Consider from your peoples’ view—they are looking to you for answers, even though most of the answers are held within them, and they just don’t know it. That’s your job—to help extract the answers from them and show them that level of certainty or any resemblance of certainty, lies within them, within their experience and their action, not within some oracle or leader. But how do you show that? You show them that they have the ability to make these decisions, gather and assess information, by building their confidence. You build their confidence by giving them some level of psychology safety. This allows them to have more confidence in stepping out and making moves, making decisions, calling out what’s not right, or what we need more of, and building their confidence muscle to drive the business forward, and stop looking at you for every little answer.
Uncertain leadership is particularly bad in those that procrastinate or for the perfectionist, as they are already naturally suited for delaying the inevitable, and pretending like things will get better if you give it some time. Don’t get me wrong. There is an argument to show patience in specific circumstances, and be able to navigate timing and intention with action, with timely base reactions and moves, but you have to be expressly clear as a leader on what is patient versus what are outward delays for comfort purposes.

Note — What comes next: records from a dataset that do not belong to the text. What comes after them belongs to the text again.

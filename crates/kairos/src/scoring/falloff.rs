use serde::{Deserialize, Serialize};
use std::f64::consts::FRAC_PI_2;
use std::fmt;

/// Shape of the strength curve between exact (delta 0) and the effective orb
#[derive(Debug, Clone, Copy, PartialEq, Eq, Default, Serialize, Deserialize)]
#[serde(rename_all = "lowercase")]
pub enum FalloffMode {
    Linear,
    Gaussian,
    #[default]
    Cosine,
}

impl FalloffMode {
    pub const ALL: [FalloffMode; 3] = [FalloffMode::Linear, FalloffMode::Gaussian, FalloffMode::Cosine];

    pub fn as_str(&self) -> &'static str {
        match self {
            FalloffMode::Linear => "linear",
            FalloffMode::Gaussian => "gaussian",
            FalloffMode::Cosine => "cosine",
        }
    }

    pub fn parse(s: &str) -> Option<Self> {
        Self::ALL.iter().copied().find(|m| m.as_str() == s)
    }
}

impl fmt::Display for FalloffMode {
    fn fmt(&self, f: &mut fmt::Formatter<'_>) -> fmt::Result {
        f.write_str(self.as_str())
    }
}

#[derive(Debug, Clone, Copy, PartialEq, Serialize, Deserialize)]
pub struct Falloff {
    pub mode: FalloffMode,
    pub power: f64,
    /// Gaussian width in degrees; half the orb when unset
    pub sigma: Option<f64>,
}

impl Default for Falloff {
    fn default() -> Self {
        Self {
            mode: FalloffMode::Cosine,
            power: 1.0,
            sigma: None,
        }
    }
}

impl Falloff {
    pub fn new(mode: FalloffMode) -> Self {
        Self {
            mode,
            ..Default::default()
        }
    }

    /// Strength in [0, 1] for an angular distance `delta` inside `orb`.
    ///
    /// Returns 0 for a non-positive orb.
    pub fn value(&self, delta: f64, orb: f64) -> f64 {
        if orb <= 0.0 {
            return 0.0;
        }
        let delta = delta.abs();
        let x = (delta / orb).clamp(0.0, 1.0);
        let v = match self.mode {
            FalloffMode::Linear => 1.0 - x,
            FalloffMode::Gaussian => {
                let sigma = match self.sigma {
                    Some(s) if s > 0.0 => s,
                    _ => orb / 2.0,
                };
                (-0.5 * (delta / sigma).powi(2)).exp()
            }
            FalloffMode::Cosine => (FRAC_PI_2 * x).cos().max(0.0),
        };
        let v = v.clamp(0.0, 1.0);
        if self.power != 1.0 {
            v.powf(self.power)
        } else {
            v
        }
    }
}
use crate::bodies::Body;
use serde::{Deserialize, Serialize};
use std::fmt;

/// Aspect type. Declaration order is also the tie-break priority.
#[derive(Debug, Clone, Copy, PartialEq, Eq, PartialOrd, Ord, Hash, Serialize, Deserialize)]
#[serde(rename_all = "snake_case")]
pub enum AspectType {
    Conjunction,
    Sextile,
    Square,
    Trine,
    Quincunx,
    Opposition,
}

impl AspectType {
    pub const ALL: [AspectType; 6] = [
        AspectType::Conjunction,
        AspectType::Sextile,
        AspectType::Square,
        AspectType::Trine,
        AspectType::Quincunx,
        AspectType::Opposition,
    ];

    /// Exact angle for this aspect
    pub fn exact_angle(&self) -> f64 {
        match self {
            AspectType::Conjunction => 0.0,
            AspectType::Sextile => 60.0,
            AspectType::Square => 90.0,
            AspectType::Trine => 120.0,
            AspectType::Quincunx => 150.0,
            AspectType::Opposition => 180.0,
        }
    }

    /// Default maximum orb accepted by the matcher
    pub fn default_max_orb(&self) -> f64 {
        match self {
            AspectType::Conjunction => 8.0,
            AspectType::Sextile => 4.0,
            AspectType::Square => 6.0,
            AspectType::Trine => 6.0,
            AspectType::Quincunx => 3.0,
            AspectType::Opposition => 8.0,
        }
    }

    pub fn as_str(&self) -> &'static str {
        match self {
            AspectType::Conjunction => "conjunction",
            AspectType::Sextile => "sextile",
            AspectType::Square => "square",
            AspectType::Trine => "trine",
            AspectType::Quincunx => "quincunx",
            AspectType::Opposition => "opposition",
        }
    }

    pub fn parse(s: &str) -> Option<Self> {
        AspectType::ALL.iter().copied().find(|a| a.as_str() == s)
    }

    /// Harmonic tone of the aspect in [-1, 1].
    pub fn polarity(&self) -> f64 {
        match self {
            AspectType::Conjunction => 0.6,
            AspectType::Sextile => 0.7,
            AspectType::Square => -0.9,
            AspectType::Trine => 0.9,
            AspectType::Quincunx => -0.4,
            AspectType::Opposition => -0.8,
        }
    }
}

impl fmt::Display for AspectType {
    fn fmt(&self, f: &mut fmt::Formatter<'_>) -> fmt::Result {
        f.write_str(self.as_str())
    }
}

/// Result of matching two longitudes.
#[derive(Debug, Clone, Copy, PartialEq, Serialize, Deserialize)]
pub struct AspectMatch {
    pub aspect_type: AspectType,
    /// Deviation from the exact angle
    pub orb: f64,
    /// Minimal circular separation in [0, 180]
    pub delta: f64,
}

/// An aspect between a transit body and a natal body.
#[derive(Debug, Clone, Copy, PartialEq, Serialize, Deserialize)]
pub struct AspectInstance {
    pub transit: Body,
    pub natal: Body,
    pub aspect_type: AspectType,
    pub orb: f64,
    pub delta: f64,
}

impl AspectInstance {
    /// Grouping key across snapshots
    pub fn key(&self) -> (Body, Body, AspectType) {
        (self.transit, self.natal, self.aspect_type)
    }
}

/// An aspect inside the natal chart (unordered pair).
#[derive(Debug, Clone, Copy, PartialEq, Serialize, Deserialize)]
pub struct NatalAspect {
    pub first: Body,
    pub second: Body,
    pub aspect_type: AspectType,
    pub orb: f64,
    pub delta: f64,
}

impl NatalAspect {
    pub fn involves(&self, body: Body) -> bool {
        self.first == body || self.second == body
    }
}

Those comfort purposes, the more you rely on them, the more they hold your business back, and some cases will kill your business if you don’t attack them head on, and face the music early enough, because remember if you’re late to the party, and miss all the fun that has already happened, like the stories already told, jokes were already made, the drinks or food is gone, you’ve missed the party, even if it’s still going on. It’s already gone because the work that need to take place for the fun that needs to happen, it’s already happened.
Closing
Set aside this one thing, and you will learn as a leader, the importance of not trying to be perfect because your desire for perfection is a root of many of your challenges. When leading people and leading a business, perfection is unattainable. Striving for progress with purpose, is far better a long-term alignment, compared to perfect. Yes, there are some cases where perfect is the ultimate expectation, like a safety record, medical procedure, or in every quality lane six Sigma is so organization, but it’s unattainable, because even if you find perfect today, it won’t equal perfect tomorrow.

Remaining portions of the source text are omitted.